The winning apps, which were presented this week at the Hawaii International Conference on Systems Sciences, were each awarded $20,000 by the Office for the National Coordinator for Health Information Technology (ONC). They are:
- Ask Dory! Submitted by Chintan Patel, Sharib Khan, MD, and Aamir Hussain of Applied Informatics, LLC, the app helps patients find information about clinical trials for cancer and other diseases, integrating data from ClinicalTrials.gov and making use of an entropy-based, decision-tree algorithm. A functional demonstration of the application is available at Dory.trialx.com.
- My Cancer Genome. Submitted by Mia Levy, MD, of the Vanderbilt University Medical Center, the app provides therapeutic options based on the individual patient’s tumor gene mutations, making use of the NCI’s physician data query clinical trial registry data set and information on genes being evaluated in therapeutic clinical trials. The app is in operation at MyCancerGenome.org.

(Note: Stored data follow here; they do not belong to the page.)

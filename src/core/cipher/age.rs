//! Age encryption backend implementation.
//!
//! Encrypts to binary age ciphertext; decrypts either binary or ASCII-armored
//! input.

use std::io::{Read, Write};

use ::age::x25519;
use tracing::trace;
use zeroize::Zeroizing;

use super::Cipher;
use crate::error::{CipherError, Result};

/// Age-based cryptographic backend using x25519 keys
pub struct Age;

impl Cipher for Age {
    type Recipient = x25519::Recipient;
    type Identity = x25519::Identity;

    fn encrypt(&self, plaintext: &[u8], recipients: &[x25519::Recipient]) -> Result<Vec<u8>> {
        trace!(
            recipients = recipients.len(),
            plaintext_len = plaintext.len(),
            "encrypting"
        );

        if recipients.is_empty() {
            return Err(CipherError::NoRecipients.into());
        }

        let encryptor =
            age::Encryptor::with_recipients(recipients.iter().map(|r| r as &dyn age::Recipient))
                .map_err(|e| CipherError::EncryptionFailed(format!("{}", e)))?;

        let mut encrypted = Vec::new();
        let mut writer = encryptor
            .wrap_output(age::armor::ArmoredWriter::wrap_output(
                &mut encrypted,
                age::armor::Format::Binary,
            )?)
            .map_err(|e| CipherError::EncryptionFailed(format!("{}", e)))?;

        writer.write_all(plaintext)?;
        let armored = writer
            .finish()
            .map_err(|e| CipherError::EncryptionFailed(format!("{}", e)))?;
        armored
            .finish()
            .map_err(|e| CipherError::EncryptionFailed(format!("{}", e)))?;

        trace!(ciphertext_len = encrypted.len(), "encrypted");

        Ok(encrypted)
    }

    fn decrypt(
        &self,
        ciphertext: &[u8],
        identities: &[x25519::Identity],
    ) -> Result<Zeroizing<Vec<u8>>> {
        trace!(
            identities = identities.len(),
            ciphertext_len = ciphertext.len(),
            "decrypting"
        );

        if identities.is_empty() {
            return Err(CipherError::NoIdentities.into());
        }

        let reader = age::armor::ArmoredReader::new(ciphertext);
        let decryptor = age::Decryptor::new(reader)
            .map_err(|e| CipherError::DecryptionFailed(format!("{}", e)))?;

        let mut decrypted = Zeroizing::new(Vec::new());
        let mut reader = decryptor
            .decrypt(identities.iter().map(|i| i as &dyn age::Identity))
            .map_err(|e| CipherError::DecryptionFailed(format!("{}", e)))?;

        reader
            .read_to_end(&mut decrypted)
            .map_err(|e| CipherError::DecryptionFailed(format!("{}", e)))?;

        trace!(plaintext_len = decrypted.len(), "decrypted");

        Ok(decrypted)
    }
}

/// Parse a public key string into an age recipient
///
/// # Errors
///
/// Returns `CipherError::InvalidRecipient` if the key format is invalid.
pub fn parse_recipient(key: &str) -> Result<x25519::Recipient> {
    key.parse::<x25519::Recipient>()
        .map_err(|_| CipherError::InvalidRecipient(key.to_string()).into())
}

/// Parse a private key string into an age identity
///
/// # Errors
///
/// Returns `CipherError::InvalidIdentity` if the key format is invalid. The
/// key text is not included in the error.
pub fn parse_identity(key: &str) -> Result<x25519::Identity> {
    key.parse::<x25519::Identity>()
        .map_err(|e| CipherError::InvalidIdentity(e.to_string()).into())
}
//! Credential resolution.
//!
//! Locates private keys and recipients from environment variables and files.
//! Sources are consulted in a fixed order:
//!
//! ```text
//! private keys:  AGE_KEY_FILE, SOPS_AGE_KEY_FILE   (file path)
//!                AGE_KEY, SOPS_AGE_KEY             (inline)
//! recipients:    <derived from private keys>
//!                AGE_RECIPIENTS_FILE, SOPS_AGE_RECIPIENTS_FILE
//!                AGE_RECIPIENTS, SOPS_AGE_RECIPIENTS
//! ```
//!
//! Within a class (file path, inline value) the first variable that is set
//! and non-blank is the only one used: a failure there is returned, not
//! skipped. Fallback only moves between classes.

use std::path::PathBuf;

use tracing::debug;

use crate::core::constants::{KEY_FILE_VARS, KEY_VARS, RECIPIENTS_FILE_VARS, RECIPIENTS_VARS};
use crate::core::normalize;
use crate::core::recipient::{AgeDeriver, Deriver};
use crate::core::source::{Source, SystemSource};
use crate::core::types::{KeyPair, Recipient};
use crate::error::{CredentialError, Subject};

/// Origin of a credential, each with its own candidate variables.
#[derive(Debug, Clone, Copy, PartialEq, Eq)]
pub enum SourceKind {
    KeyFile,
    KeyEnvVar,
    RecipientsFile,
    RecipientsEnvVar,
}

impl SourceKind {
    /// Candidate variables for this origin, highest priority first.
    pub fn vars(self) -> &'static [&'static str] {
        match self {
            SourceKind::KeyFile => KEY_FILE_VARS,
            SourceKind::KeyEnvVar => KEY_VARS,
            SourceKind::RecipientsFile => RECIPIENTS_FILE_VARS,
            SourceKind::RecipientsEnvVar => RECIPIENTS_VARS,
        }
    }

    fn is_file(self) -> bool {
        matches!(self, SourceKind::KeyFile | SourceKind::RecipientsFile)
    }
}

/// Private key lookup order.
const KEY_CHAIN: [SourceKind; 2] = [SourceKind::KeyFile, SourceKind::KeyEnvVar];

/// Recipient lookup order, after the private key chain.
const RECIPIENT_CHAIN: [SourceKind; 2] = [SourceKind::RecipientsFile, SourceKind::RecipientsEnvVar];

/// Variable names consulted by a chain, in order.
fn chain_vars(chain: &[SourceKind]) -> Vec<&'static str> {
    chain.iter().flat_map(|kind| kind.vars().iter().copied()).collect()
}

/// A matched variable and the text it points at.
struct Found {
    var: &'static str,
    path: Option<PathBuf>,
    text: String,
}

/// Resolves private keys and recipients from a [`Source`].
pub struct Resolver<S = SystemSource, D = AgeDeriver> {
    source: S,
    deriver: D,
}

impl Resolver {
    /// Resolver over the process environment and the age crate.
    pub fn system() -> Self {
        Self::new(SystemSource, AgeDeriver)
    }
}

impl<S: Source, D: Deriver> Resolver<S, D> {
    pub fn new(source: S, deriver: D) -> Self {
        Self { source, deriver }
    }

    /// The underlying source.
    pub fn source(&self) -> &S {
        &self.source
    }

    /// Resolve private keys, each paired with its derived recipient.
    ///
    /// Pairs keep the order of the lines they came from.
    ///
    /// # Errors
    ///
    /// - `CredentialError::ReadFailed` if a key file cannot be read
    /// - `CredentialError::EmptySource` if the chosen source has no keys
    /// - `CredentialError::DerivationFailed` if any key is invalid
    /// - `CredentialError::NotFound` if no key variable is set
    pub fn private_keys(&self) -> Result<Vec<KeyPair>, CredentialError> {
        for kind in KEY_CHAIN {
            let Some(found) = self.lookup(kind)? else {
                continue;
            };

            let keys = normalize::key_lines(&found.text);
            debug!(var = found.var, count = keys.len(), "private key source");
            if keys.is_empty() {
                return Err(CredentialError::EmptySource {
                    subject: Subject::PrivateKey,
                    var: found.var,
                    path: found.path,
                });
            }

            return keys
                .into_iter()
                .map(|key| -> Result<KeyPair, CredentialError> {
                    let recipient = self.deriver.derive(&key)?;
                    Ok(KeyPair::new(recipient, key))
                })
                .collect();
        }

        Err(CredentialError::NotFound {
            subject: Subject::PrivateKey,
            vars: chain_vars(&KEY_CHAIN),
        })
    }

    /// Resolve recipients.
    ///
    /// Recipients derived from private keys win. Only when no private key
    /// resolves are the recipient variables consulted, and those entries are
    /// returned verbatim, empty strings included.
    ///
    /// # Errors
    ///
    /// - `CredentialError::ReadFailed` if a recipients file cannot be read
    /// - `CredentialError::NotFound` if no key or recipient variable is set
    pub fn recipients(&self) -> Result<Vec<Recipient>, CredentialError> {
        match self.private_keys() {
            Ok(pairs) if !pairs.is_empty() => {
                return Ok(pairs.iter().map(|p| p.recipient().to_string()).collect());
            }
            Ok(_) => debug!("no recipients from private keys"),
            Err(e) => debug!(reason = %e, "falling back to recipient variables"),
        }

        for kind in RECIPIENT_CHAIN {
            let Some(found) = self.lookup(kind)? else {
                continue;
            };

            let recipients = if kind.is_file() {
                normalize::file_recipients(&found.text)
            } else {
                normalize::inline_recipients(&found.text)
            };
            debug!(var = found.var, count = recipients.len(), "recipient source");
            return Ok(recipients);
        }

        let mut vars = chain_vars(&KEY_CHAIN);
        vars.extend(chain_vars(&RECIPIENT_CHAIN));
        Err(CredentialError::NotFound {
            subject: Subject::Recipients,
            vars,
        })
    }

    /// First set, non-blank variable of `kind`, with the text it yields.
    ///
    /// File kinds read the named file; a read failure is returned rather
    /// than moving on to the next variable.
    fn lookup(&self, kind: SourceKind) -> Result<Option<Found>, CredentialError> {
        for &var in kind.vars() {
            let Some(value) = self.source.non_blank(var) else {
                continue;
            };

            if !kind.is_file() {
                return Ok(Some(Found {
                    var,
                    path: None,
                    text: value,
                }));
            }

            let path = PathBuf::from(value);
            debug!(var, path = %path.display(), "reading credential file");
            let text = self
                .source
                .read_file(&path)
                .map_err(|source| CredentialError::ReadFailed {
                    var,
                    path: path.clone(),
                    source,
                })?;
            return Ok(Some(Found {
                var,
                path: Some(path),
                text,
            }));
        }

        Ok(None)
    }
}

Information on the four semifinalist teams can be found here.
With the support of the National Cancer Institute, part of the National Institutes of Health, ONC launched the “Using Public Data for Cancer Prevention and Control: From Innovation to Impact” challenge this summer in support of ONC’s Investing in Innovation (i2) program, which utilizes prizes and challenges to facilitate innovation and obtain solutions to intractable health IT problems. Aligned with the Obama administration’s innovation agenda, i2 is the first federal program to operate under the authority of the America COMPETES Reauthorization Act, according to HHS officials.
“What makes these health IT challenges so powerful is their ability to catalyze the expertise and creativity of innovators both in and out of health care,” said Wil Yu, ONC’s special assistant for innovations. “We seek breakthrough solutions to nuanced issues; some are ready for the marketplace and some are prototypes, but all will have a great potential to benefit Americans. Ask Dory and My Cancer Genome are examples of results that innovation challenges can incentivize and deliver – we’re really excited to see their impact.”